##### Data for the task

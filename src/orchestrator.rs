//! Begin/commit/rollback choreography shared by every backend.
//!
//! A backend only knows how to hand out a connection and run one statement on it; the
//! functions here decide ordering, failure tolerance and cleanup.

use async_trait::async_trait;
use tracing::{debug, warn};

use crate::error::SqlUnifyError;
use crate::statement::{Statement, StatementResult};

/// Minimal set of primitives a backend exposes to the orchestrator.
///
/// Connections are released by dropping `Conn`, so every exit path of the orchestrator
/// returns the connection to its pool.
#[async_trait]
pub trait TransactionalBackend: Send + Sync {
    type Conn: Send;

    async fn acquire_connection(&self) -> Result<Self::Conn, SqlUnifyError>;

    async fn begin_transaction(&self, conn: &mut Self::Conn) -> Result<(), SqlUnifyError>;

    async fn commit_transaction(&self, conn: &mut Self::Conn) -> Result<(), SqlUnifyError>;

    async fn rollback_transaction(&self, conn: &mut Self::Conn) -> Result<(), SqlUnifyError>;

    /// Run one statement. `in_transaction` tells the backend whether a BEGIN is active so it
    /// can protect a failure-tolerant statement (e.g. with a savepoint).
    async fn execute_statement(
        &self,
        conn: &mut Self::Conn,
        statement: &Statement,
        in_transaction: bool,
    ) -> Result<StatementResult, SqlUnifyError>;
}

/// Run `statements` in order inside one transaction.
///
/// A failing statement marked `tolerate_failure` is logged and skipped, so the result list
/// can be shorter than the input. Any other failure rolls back and is returned as
/// [`SqlUnifyError::TransactionError`] carrying the statement's index; a failed rollback is
/// logged and never replaces that error.
///
/// # Errors
/// Returns the acquisition or BEGIN error unchanged, a `TransactionError` for a failed
/// statement, or a `TransactionError` indexed past the last statement when COMMIT fails.
pub async fn run_transaction<B: TransactionalBackend>(
    backend: &B,
    statements: &[Statement],
) -> Result<Vec<StatementResult>, SqlUnifyError> {
    let mut conn = backend.acquire_connection().await?;
    backend.begin_transaction(&mut conn).await?;
    debug!(statements = statements.len(), "transaction started");

    let mut results = Vec::with_capacity(statements.len());
    for (index, statement) in statements.iter().enumerate() {
        match backend.execute_statement(&mut conn, statement, true).await {
            Ok(result) => results.push(result),
            Err(err) if tolerated(statement, &err) => {
                warn!(index, error = %err, "tolerated statement failure");
            }
            Err(err) => {
                rollback_quietly(backend, &mut conn).await;
                return Err(err.in_transaction(index));
            }
        }
    }

    if let Err(err) = backend.commit_transaction(&mut conn).await {
        rollback_quietly(backend, &mut conn).await;
        return Err(err.in_transaction(statements.len()));
    }
    debug!(results = results.len(), "transaction committed");
    Ok(results)
}

/// Run `statements` in order on one connection without BEGIN/COMMIT.
///
/// Statements that succeeded before a failure stay applied.
///
/// # Errors
/// Returns the first untolerated failure as-is.
pub async fn run_sequence<B: TransactionalBackend>(
    backend: &B,
    statements: &[Statement],
) -> Result<Vec<StatementResult>, SqlUnifyError> {
    let mut conn = backend.acquire_connection().await?;
    let mut results = Vec::with_capacity(statements.len());
    for (index, statement) in statements.iter().enumerate() {
        match backend.execute_statement(&mut conn, statement, false).await {
            Ok(result) => results.push(result),
            Err(err) if tolerated(statement, &err) => {
                warn!(index, error = %err, "tolerated statement failure");
            }
            Err(err) => return Err(err),
        }
    }
    Ok(results)
}

/// Acquire a connection, run one statement, release.
///
/// # Errors
/// Returns acquisition or execution failures unchanged.
pub async fn run_single<B: TransactionalBackend>(
    backend: &B,
    statement: &Statement,
) -> Result<StatementResult, SqlUnifyError> {
    let mut conn = backend.acquire_connection().await?;
    backend.execute_statement(&mut conn, statement, false).await
}

/// Dispatch on `use_transaction`.
///
/// # Errors
/// See [`run_transaction`] and [`run_sequence`].
pub async fn run_statements<B: TransactionalBackend>(
    backend: &B,
    statements: &[Statement],
    use_transaction: bool,
) -> Result<Vec<StatementResult>, SqlUnifyError> {
    if use_transaction {
        run_transaction(backend, statements).await
    } else {
        run_sequence(backend, statements).await
    }
}

fn tolerated(statement: &Statement, err: &SqlUnifyError) -> bool {
    statement.tolerate_failure && err.is_execution_error()
}

async fn rollback_quietly<B: TransactionalBackend>(backend: &B, conn: &mut B::Conn) {
    if let Err(err) = backend.rollback_transaction(conn).await {
        warn!(error = %err, "rollback failed");
    }
}

#[cfg(test)]
mod tests {
    use std::sync::{Arc, Mutex};

    use super::*;
    use crate::statement::StatementMetadata;

    /// Records every call; statements whose SQL starts with `FAIL` fail.
    #[derive(Default)]
    struct Recorder {
        log: Arc<Mutex<Vec<String>>>,
        fail_rollback: bool,
        fail_commit: bool,
    }

    impl Recorder {
        fn push(&self, entry: impl Into<String>) {
            self.log.lock().unwrap().push(entry.into());
        }

        fn log(&self) -> Vec<String> {
            self.log.lock().unwrap().clone()
        }
    }

    struct FakeConn {
        log: Arc<Mutex<Vec<String>>>,
    }

    impl Drop for FakeConn {
        fn drop(&mut self) {
            self.log.lock().unwrap().push("release".into());
        }
    }

    #[async_trait]
    impl TransactionalBackend for Recorder {
        type Conn = FakeConn;

        async fn acquire_connection(&self) -> Result<FakeConn, SqlUnifyError> {
            self.push("acquire");
            Ok(FakeConn {
                log: Arc::clone(&self.log),
            })
        }

        async fn begin_transaction(&self, _conn: &mut FakeConn) -> Result<(), SqlUnifyError> {
            self.push("BEGIN");
            Ok(())
        }

        async fn commit_transaction(&self, _conn: &mut FakeConn) -> Result<(), SqlUnifyError> {
            self.push("COMMIT");
            if self.fail_commit {
                return Err(SqlUnifyError::ExecutionError("commit refused".into()));
            }
            Ok(())
        }

        async fn rollback_transaction(&self, _conn: &mut FakeConn) -> Result<(), SqlUnifyError> {
            self.push("ROLLBACK");
            if self.fail_rollback {
                return Err(SqlUnifyError::ConnectionError("socket gone".into()));
            }
            Ok(())
        }

        async fn execute_statement(
            &self,
            _conn: &mut FakeConn,
            statement: &Statement,
            _in_transaction: bool,
        ) -> Result<StatementResult, SqlUnifyError> {
            self.push(statement.sql.clone());
            if statement.sql.starts_with("FAIL") {
                return Err(SqlUnifyError::ExecutionError(statement.sql.clone()));
            }
            Ok(StatementResult::mutation(
                StatementMetadata::mutation(1, None),
                statement.clone(),
            ))
        }
    }

    fn stmts(sql: &[&str]) -> Vec<Statement> {
        sql.iter().map(|s| Statement::from(*s)).collect()
    }

    #[tokio::test]
    async fn commits_in_order_and_releases() {
        let backend = Recorder::default();
        let results = run_transaction(&backend, &stmts(&["A", "B", "C"]))
            .await
            .unwrap();
        let order: Vec<&str> = results.iter().map(|r| r.statement.sql.as_str()).collect();
        assert_eq!(order, ["A", "B", "C"]);
        assert_eq!(
            backend.log(),
            ["acquire", "BEGIN", "A", "B", "C", "COMMIT", "release"]
        );
    }

    #[tokio::test]
    async fn failure_rolls_back_with_index() {
        let backend = Recorder::default();
        let err = run_transaction(&backend, &stmts(&["A", "FAIL", "C"]))
            .await
            .unwrap_err();
        match err {
            SqlUnifyError::TransactionError { index, source } => {
                assert_eq!(index, 1);
                assert!(source.is_execution_error());
            }
            other => panic!("unexpected error: {other:?}"),
        }
        assert_eq!(
            backend.log(),
            ["acquire", "BEGIN", "A", "FAIL", "ROLLBACK", "release"]
        );
    }

    #[tokio::test]
    async fn rollback_failure_does_not_mask_original_error() {
        let backend = Recorder {
            fail_rollback: true,
            ..Recorder::default()
        };
        let err = run_transaction(&backend, &stmts(&["FAIL"]))
            .await
            .unwrap_err();
        assert!(matches!(err, SqlUnifyError::TransactionError { index: 0, .. }));
    }

    #[tokio::test]
    async fn tolerated_failures_leave_no_result_entry() {
        let backend = Recorder::default();
        let mut statements = stmts(&["A", "FAIL", "C"]);
        statements[1].tolerate_failure = true;
        let results = run_transaction(&backend, &statements).await.unwrap();
        assert_eq!(results.len(), 2);
        assert_eq!(results[1].statement.sql, "C");
        assert!(backend.log().contains(&"COMMIT".to_string()));
    }

    #[tokio::test]
    async fn commit_failure_is_reported_past_the_last_statement() {
        let backend = Recorder {
            fail_commit: true,
            ..Recorder::default()
        };
        let err = run_transaction(&backend, &stmts(&["A", "B"]))
            .await
            .unwrap_err();
        assert!(matches!(err, SqlUnifyError::TransactionError { index: 2, .. }));
        assert!(backend.log().contains(&"ROLLBACK".to_string()));
    }

    #[tokio::test]
    async fn sequence_skips_begin_and_stops_at_failure() {
        let backend = Recorder::default();
        let err = run_sequence(&backend, &stmts(&["A", "FAIL", "C"]))
            .await
            .unwrap_err();
        assert!(err.is_execution_error());
        assert_eq!(backend.log(), ["acquire", "A", "FAIL", "release"]);
    }

    #[tokio::test]
    async fn single_statement_releases_connection() {
        let backend = Recorder::default();
        let result = run_single(&backend, &Statement::from("A")).await.unwrap();
        assert_eq!(result.metadata.affected_rows, 1);
        assert_eq!(backend.log(), ["acquire", "A", "release"]);
    }
}
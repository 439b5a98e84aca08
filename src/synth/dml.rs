use crate::dialect::{escape_identifier, escape_identifier_list};
use crate::error::SqlUnifyError;
use crate::statement::Statement;
use crate::types::{EngineKind, RowValues};

use super::{require_name, require_names};

/// Build INSERT statements for `rows`.
///
/// The `SQLite` family gets one statement per row; the other engines get a single
/// multi-row VALUES statement. An empty `columns` slice omits the column list and takes the
/// arity from the first row.
///
/// # Errors
/// Returns [`SqlUnifyError::ValidationError`] when `rows` is empty, a row's arity does not
/// match, or a name is blank.
pub fn build_multi_insert<S: AsRef<str>>(
    kind: EngineKind,
    table: &str,
    columns: &[S],
    rows: &[Vec<RowValues>],
) -> Result<Vec<Statement>, SqlUnifyError> {
    require_name("table", table)?;
    require_names("column", columns)?;
    let Some(first) = rows.first() else {
        return Err(SqlUnifyError::ValidationError(format!(
            "insert into {table} needs at least one row"
        )));
    };
    let arity = if columns.is_empty() {
        first.len()
    } else {
        columns.len()
    };
    if arity == 0 {
        return Err(SqlUnifyError::ValidationError(format!(
            "insert into {table} has no values"
        )));
    }
    if let Some((index, row)) = rows.iter().enumerate().find(|(_, r)| r.len() != arity) {
        return Err(SqlUnifyError::ValidationError(format!(
            "row {index} has {} values, expected {arity}",
            row.len()
        )));
    }

    let head = if columns.is_empty() {
        format!("INSERT INTO {} VALUES ", escape_identifier(kind, table))
    } else {
        format!(
            "INSERT INTO {} ({}) VALUES ",
            escape_identifier(kind, table),
            escape_identifier_list(kind, columns)
        )
    };
    let tuple = format!("({})", vec!["?"; arity].join(", "));

    if kind.is_sqlite_family() {
        return Ok(rows
            .iter()
            .map(|row| Statement::new(format!("{head}{tuple}"), row.clone()))
            .collect());
    }

    let mut sql = head;
    sql.push_str(&vec![tuple.as_str(); rows.len()].join(", "));
    let params = rows.iter().flatten().cloned().collect();
    Ok(vec![Statement::new(sql, params)])
}

/// Build upserts: the inserts of [`build_multi_insert`] with a conflict clause that
/// overwrites every non-key column.
///
/// When every column is a key column the conflict is ignored instead.
///
/// # Errors
/// Returns [`SqlUnifyError::ValidationError`] when `columns` or `primary_key` is empty, a
/// key column is missing from `columns`, or the insert itself fails validation.
pub fn build_multi_update<S: AsRef<str>, K: AsRef<str>>(
    kind: EngineKind,
    table: &str,
    primary_key: &[K],
    columns: &[S],
    rows: &[Vec<RowValues>],
) -> Result<Vec<Statement>, SqlUnifyError> {
    if columns.is_empty() {
        return Err(SqlUnifyError::ValidationError(format!(
            "upsert into {table} needs explicit columns"
        )));
    }
    if primary_key.is_empty() {
        return Err(SqlUnifyError::ValidationError(format!(
            "upsert into {table} needs primary key columns"
        )));
    }
    for key in primary_key {
        let key = key.as_ref();
        if !columns.iter().any(|c| c.as_ref() == key) {
            return Err(SqlUnifyError::ValidationError(format!(
                "primary key column {key} is not among the upserted columns"
            )));
        }
    }

    let mut statements = build_multi_insert(kind, table, columns, rows)?;
    let clause = conflict_clause(kind, primary_key, columns);
    for statement in &mut statements {
        statement.sql.push(' ');
        statement.sql.push_str(&clause);
    }
    Ok(statements)
}

fn conflict_clause<S: AsRef<str>, K: AsRef<str>>(
    kind: EngineKind,
    primary_key: &[K],
    columns: &[S],
) -> String {
    let updated: Vec<String> = columns
        .iter()
        .map(|c| c.as_ref())
        .filter(|c| !primary_key.iter().any(|k| k.as_ref() == *c))
        .map(|c| escape_identifier(kind, c))
        .collect();

    match kind {
        EngineKind::Mysql => {
            if updated.is_empty() {
                let key = escape_identifier(kind, primary_key[0].as_ref());
                format!("ON DUPLICATE KEY UPDATE {key} = {key}")
            } else {
                let sets: Vec<String> = updated
                    .iter()
                    .map(|c| format!("{c} = VALUES({c})"))
                    .collect();
                format!("ON DUPLICATE KEY UPDATE {}", sets.join(", "))
            }
        }
        EngineKind::Postgres | EngineKind::Sqlite | EngineKind::Libsql => {
            let target = escape_identifier_list(kind, primary_key);
            if updated.is_empty() {
                format!("ON CONFLICT ({target}) DO NOTHING")
            } else {
                let sets: Vec<String> = updated
                    .iter()
                    .map(|c| format!("{c} = excluded.{c}"))
                    .collect();
                format!("ON CONFLICT ({target}) DO UPDATE SET {}", sets.join(", "))
            }
        }
    }
}

#[cfg(test)]
mod tests {
    use super::*;

    fn rows() -> Vec<Vec<RowValues>> {
        vec![
            vec![RowValues::Text("a".into()), RowValues::Int(1)],
            vec![RowValues::Text("b".into()), RowValues::Int(2)],
        ]
    }

    #[test]
    fn sqlite_family_inserts_one_row_per_statement() {
        let stmts = build_multi_insert(EngineKind::Sqlite, "t", &["c1", "c2"], &rows()).unwrap();
        assert_eq!(stmts.len(), 2);
        assert_eq!(stmts[0].sql, r#"INSERT INTO "t" ("c1", "c2") VALUES (?, ?)"#);
        assert_eq!(stmts[1].params, rows()[1]);
    }

    #[test]
    fn network_engines_insert_all_rows_at_once() {
        let stmts = build_multi_insert(EngineKind::Mysql, "t", &["c1", "c2"], &rows()).unwrap();
        assert_eq!(stmts.len(), 1);
        assert_eq!(
            stmts[0].sql,
            "INSERT INTO `t` (`c1`, `c2`) VALUES (?, ?), (?, ?)"
        );
        assert_eq!(stmts[0].params.len(), 4);
        assert_eq!(stmts[0].params[2], RowValues::Text("b".into()));
    }

    #[test]
    fn empty_columns_omit_column_list() {
        let none: &[&str] = &[];
        let stmts = build_multi_insert(EngineKind::Postgres, "t", none, &rows()).unwrap();
        assert_eq!(stmts[0].sql, r#"INSERT INTO "t" VALUES (?, ?), (?, ?)"#);

        let ragged = vec![vec![RowValues::Int(1)], vec![RowValues::Int(1), RowValues::Int(2)]];
        assert!(matches!(
            build_multi_insert(EngineKind::Postgres, "t", none, &ragged),
            Err(SqlUnifyError::ValidationError(_))
        ));
    }

    #[test]
    fn insert_validation() {
        let empty: Vec<Vec<RowValues>> = Vec::new();
        assert!(matches!(
            build_multi_insert(EngineKind::Sqlite, "t", &["a"], &empty),
            Err(SqlUnifyError::ValidationError(_))
        ));
        assert!(matches!(
            build_multi_insert(EngineKind::Sqlite, "t", &["a"], &rows()),
            Err(SqlUnifyError::ValidationError(_))
        ));
    }

    #[test]
    fn upsert_clauses() {
        let pg = build_multi_update(EngineKind::Postgres, "t", &["c1"], &["c1", "c2"], &rows())
            .unwrap();
        assert!(
            pg[0]
                .sql
                .ends_with(r#"ON CONFLICT ("c1") DO UPDATE SET "c2" = excluded."c2""#)
        );

        let my = build_multi_update(EngineKind::Mysql, "t", &["c1"], &["c1", "c2"], &rows())
            .unwrap();
        assert!(my[0].sql.ends_with("ON DUPLICATE KEY UPDATE `c2` = VALUES(`c2`)"));

        let lite = build_multi_update(EngineKind::Sqlite, "t", &["c1"], &["c1", "c2"], &rows())
            .unwrap();
        assert_eq!(lite.len(), 2);
        assert!(lite.iter().all(|s| s.sql.contains("ON CONFLICT")));
    }

    #[test]
    fn upsert_with_only_key_columns() {
        let keys = vec![vec![RowValues::Int(1)]];
        let pg = build_multi_update(EngineKind::Postgres, "t", &["id"], &["id"], &keys).unwrap();
        assert!(pg[0].sql.ends_with(r#"ON CONFLICT ("id") DO NOTHING"#));
        let my = build_multi_update(EngineKind::Mysql, "t", &["id"], &["id"], &keys).unwrap();
        assert!(my[0].sql.ends_with("ON DUPLICATE KEY UPDATE `id` = `id`"));
    }

    #[test]
    fn upsert_validation() {
        let none: &[&str] = &[];
        assert!(matches!(
            build_multi_update(EngineKind::Sqlite, "t", &["c1"], none, &rows()),
            Err(SqlUnifyError::ValidationError(_))
        ));
        assert!(matches!(
            build_multi_update(EngineKind::Sqlite, "t", none, &["c1", "c2"], &rows()),
            Err(SqlUnifyError::ValidationError(_))
        ));
        assert!(matches!(
            build_multi_update(EngineKind::Sqlite, "t", &["id"], &["c1", "c2"], &rows()),
            Err(SqlUnifyError::ValidationError(_))
        ));
    }
}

##########

--- Task objective ---
Look through the data above. Find each line with the string "source" and copy it.

--- Task result ---
            SqlUnifyError::TransactionError { index, source } => {
                assert!(source.is_execution_error());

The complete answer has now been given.